More like extremely unlikely. Owning stock in a bankrupt company is like owning a pocket full of smoke, only less valuable.

I'm not saying I agree with him, but at $180m market cap, APPL could lose it all and not even consider not-blinking. And they'd have the patents, resources (whatever those might be..), and employee expertise.
 
drama is that people lost a crap load of money now the stock is ~$1

Yeah, people who invested in a security for a company whose main product and IP are questionable and in their infancy. When you invest in stocks you're investing in risk. If you conduct your due diligence, and make your decisions soundly you shouldn't have much to worry about. If you're being speculative, you are taking a risk for which you should be prepared to lose.

Everyone gets their panties in a twist when they invest in a speculative or risky company and it goes down. When you swing for the fences you have to live with the risk that you're going to get a slider low and outside.

If you want a sure thing open a savings account.

----------

This made me laugh. :)

----------



I'm not saying I agree with him, but at $180m market cap, APPL could lose it all and not even consider not-blinking. And they'd have the patents, resources (whatever those might be..), and employee expertise.

Apple's market cap is not $180m. I assume you meant to say $180b, which was their revenue for the last fiscal year, and not their market cap. Their market cap is in the neighborhood of $600b
 
Did we not hear when Samsung announce its watch that Apple would never do such thing and they do it with perfection etc...?

Not sure who you heard that from, but based on experience, there is always some unexpected engineering compromise that Apple includes in the first iteration of their consumer products.

iPod - less storage than expected
iPhone - no native 3rd party apps; no 3G
iPad - too heavy to use comfortably
iPad 3 (first Retina) - even heavier and thicker
iPad Mini - no Retina

If all the 1st gen Watch has going against it is a short battery life that can still make it through a 12-18 hour waking day on normal usage, it will be a major win.

----------

We need to remember that GT Advanced shipped the requested sapphire to China for final cut and polish.

"The issue that emerged is that the (Chinese) finishers were still having trouble creating the sapphire edges and yields were only at 25% or less".

http://www.iphonehacks.com/2014/09/iphone-6-lineup-missed-sapphire-glass-panels-weeks.html

I was thinking about this when I saw it was Chapter 11.. perhaps GTAT is planning to get sapphire into the 6S after this issue is solved.
 
This made me laugh. :)

You'd think an embarrassment factor would kick in eventually, but it never does. Remarkable.

I'm not saying I agree with him, but at $180m market cap, APPL could lose it all and not even consider not-blinking. And they'd have the patents, resources (whatever those might be..), and employee expertise.

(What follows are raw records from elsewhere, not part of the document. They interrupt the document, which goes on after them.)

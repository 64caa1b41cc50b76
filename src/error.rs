use std::path::PathBuf;

use alloy::{
    primitives::TxHash,
    providers::PendingTransactionError,
    transports::TransportError,
};
use thiserror::Error;

/// Everything that can stop a setup run.
#[derive(Debug, Error)]
pub enum SetupError {
    /// Missing or invalid input. Raised before any step runs.
    #[error("configuration error: {0}")]
    Configuration(String),

    #[error("{chain} chain RPC reports chain id {actual}, configuration expects {expected}")]
    NetworkMismatch {
        chain: &'static str,
        expected: u64,
        actual: u64,
    },

    /// The signer may not perform a privileged action.
    #[error("authorization error: {0}")]
    Authorization(String),

    /// A transaction was mined but its receipt reports failure.
    #[error("transaction {hash} failed: {action}")]
    TransactionFailure { action: String, hash: TxHash },

    #[error(transparent)]
    Transport(#[from] TransportError),

    #[error(transparent)]
    Contract(#[from] alloy::contract::Error),

    #[error(transparent)]
    PendingTransaction(#[from] PendingTransactionError),

    #[error("checkpoint I/O error at {}", path.display())]
    CheckpointIo {
        path: PathBuf,
        #[source]
        source: std::io::Error,
    },

    #[error("checkpoint at {} is not a valid resume state", path.display())]
    CheckpointFormat {
        path: PathBuf,
        #[source]
        source: serde_json::Error,
    },

    #[error("gave up waiting for confirmation after {0} unconfirmed observations")]
    PollAborted(u32),
}

impl SetupError {
    pub fn config(msg: impl Into<String>) -> Self {
        Self::Configuration(msg.into())
    }

    pub fn checkpoint_io(path: impl Into<PathBuf>, source: std::io::Error) -> Self {
        Self::CheckpointIo {
            path: path.into(),
            source,
        }
    }

    /// Whether the failure came from the RPC layer rather than the chain itself.
    pub fn is_transport(&self) -> bool {
        matches!(
            self,
            Self::Transport(_) | Self::Contract(_) | Self::PendingTransaction(_)
        )
    }
}

pub type Result<T> = std::result::Result<T, SetupError>;
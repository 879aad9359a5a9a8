//! Translation skeleton that traverses the whole program and calls the
//! routine, table and statement translators for each piece.
//!
//! Ordering is part of the output contract: objects are numbered before
//! globals compile so a global may name an object; the entry point `GO`
//! is emitted first regardless of where it appears; routines otherwise
//! follow source order; tables and strings are indexed in first-
//! encounter order. Re-running the same program with the same options
//! yields byte-identical output.

use crate::ast::{Expr, Item, Program, RoutineNode};
use crate::diagnostics::{Diagnostics, Warning};
use crate::environ::{CompileOptions, SymbolTable, ZilError, ZilResult};
use crate::routine_translator::{translate_routine, ENTRY_ROUTINE};
use crate::table_translator::data_word;
use crate::translation_utils::const_value;
use log::debug;
use std::collections::{BTreeMap, BTreeSet, HashMap};
use zilt_codegen::binemit::{routine_placeholder, scan_fixups, CodeBuffer, CodeOffset, Reloc};
use zilt_codegen::isa::Operand;
use zilt_codegen::text::TextEncoder;
use zilt_codegen::{RoutineRef, StringRef, TableRef, Version};
use zilt_entity::{EntityRef, PrimaryMap, SecondaryMap};

/// Slots reserved for the parser's own globals, in fixed positions. The
/// first three are mandated by the V1-3 status line.
const RESERVED_GLOBALS: &[(&str, u8)] = &[
    ("HERE", 0x10),
    ("SCORE", 0x11),
    ("MOVES", 0x12),
    ("PRSA", 0x13),
    ("PRSO", 0x14),
    ("PRSI", 0x15),
    ("WINNER", 0x16),
];

/// Two scratch globals the compiler itself stores through when a value
/// must survive stack consumption (EQUAL? with many comparands, MIN/MAX
/// candidates).
const SCRATCH_BASE: u8 = 0x17;
const FIRST_USER_GLOBAL: u16 = 0x19;

/// One emitted table.
pub(crate) struct TableData {
    pub bytes: Vec<u8>,
    pub pure: bool,
}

My point is the market cap of a bankrupt company is a virtually meaningless number. The bankruptcy court will decide whether the stockholders will get anything. The court could well decide to strip equity holders bare, especially if the judge determines that the company won't have enough cash flow to emerge from bankruptcy and satisfy their creditors. This is the aspect of Chapter 11 that the "the stock is cheap" voices aren't understanding. If Apple wants to own this company for some reason, their position as major creditors (the largest, I believe) seems to be the better angle than going after their equity.
 
When a stock tanks, you've only 'lost money' if you *sell* before it recovers, or if the company (in the form covered by the stock) ceases to exist. If the bankruptcy proceedings go as is normal, the stock will very likely recover, and only panicked sellers will have lost anything.

Yes, it's *possible* that the Chapter 11 bankruptcy proceedings could convert to Chapter 7 (where a company is liquidated to cover it's debts, and the stock becomes worthless), there doesn't appear to be any evidence that it's very likely at this stage.

Do you have any support for the proposition that the "normal' bankruptcy process is that the "stock will very likely recover"? And only panicked sellers will have lost anything?

People need to read this article:

Severe Breakdown In Apple Relationship Cripples GT Advanced Technologies, Analysts Say http://www.forbes.com/sites/carlodo...wittersf&utm_source=twitter&utm_medium=social

“What we are comfortable predicting is that the equity is almost certainly worthless, and will likely end up being delisted,” said the Raymond James report.
 
Last edited:
I'm kinda of wary of apple putting a sapphire display on their phones. I've read some articles(can't remember the website name) that sapphire display would develop cracks over time due to stress due to it bring harder material.
 
Don't you people see whats going on here ?

It's all planned and fake.

Apple is going to swoop in and buy the company now that this artificial low stock price has been fabricated.

It's pretty obvious.

(And extremely unethical I might add)

Sounds unlikely. Apple has lent GT over half a billion dollars this year. If the company goes through bankruptcy they'll never get that money back (and if they buy the company they would be paying themselves back). What advantage do they gain from owning the company? They'd already negotiated a deal whereby they would be getting cheap (below margin) sapphire from GT for the next 5 years, plus an exclusivity deal.
 
Sounds unlikely. Apple has lent GT over half a billion dollars this year. If the company goes through bankruptcy they'll never get that money back (and if they buy the company they would be paying themselves back). What advantage do they gain from owning the company? They'd already negotiated a deal whereby they would be getting cheap (below margin) sapphire from GT for the next 5 years, plus an exclusivity deal.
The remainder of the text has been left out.